[Stored data]
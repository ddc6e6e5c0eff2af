pub mod matching {
    pub const DEFAULT_THRESHOLD: f64 = 0.8;
    pub const MIN_THRESHOLD: f64 = 0.5;
    pub const MAX_THRESHOLD: f64 = 1.0;
}

pub mod hints {
    /// Prefix length shown when a hint opens; revealing past it makes the hint heavy.
    pub const LIGHT_PREFIX_LEN: usize = 2;
    pub const MASK_CHAR: char = '_';
}

pub mod scoring {
    pub const UNAIDED_WEIGHT: f64 = 1.0;
    pub const LIGHT_HINT_WEIGHT: f64 = 0.7;
    pub const HEAVY_HINT_WEIGHT: f64 = 0.4;
    pub const GREAT_PERCENT: u32 = 90;
    pub const GOOD_PERCENT: u32 = 75;
    pub const FAIR_PERCENT: u32 = 60;
    pub const ASSISTED_PERCENT: u32 = 40;
}

pub mod storage {
    pub const PROGRESS_KEY: &str = "geoquiz-progress";
    pub const SESSION_KEY: &str = "geoquiz-session";
    pub const LEGACY_STUDY_KEY: &str = "geoquiz-study-progress";
    pub const SNAPSHOT_VERSION: u32 = 1;
    pub const DEFAULT_FRESHNESS_HOURS: i64 = 24;
    pub const FILE_MODE: u32 = 0o600;
}

pub mod messages {
    pub const SUCCESS_MS: u64 = 2_000;
    pub const ERROR_MS: u64 = 3_000;
    pub const INFO_MS: u64 = 2_000;
    pub const FADE_LEAD_MS: u64 = 500;
}

pub mod filters {
    pub const ALL: &str = "Alle";
    pub const ALL_ALIASES: &[&str] = &["alle", "all", "*"];
    pub const REGION_SEPARATOR: char = '/';
}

ASSIGNMENT:
After reading the entries above, state the number of lines that contain the word "char", adding nothing else.

EXPECTED ANSWER:
2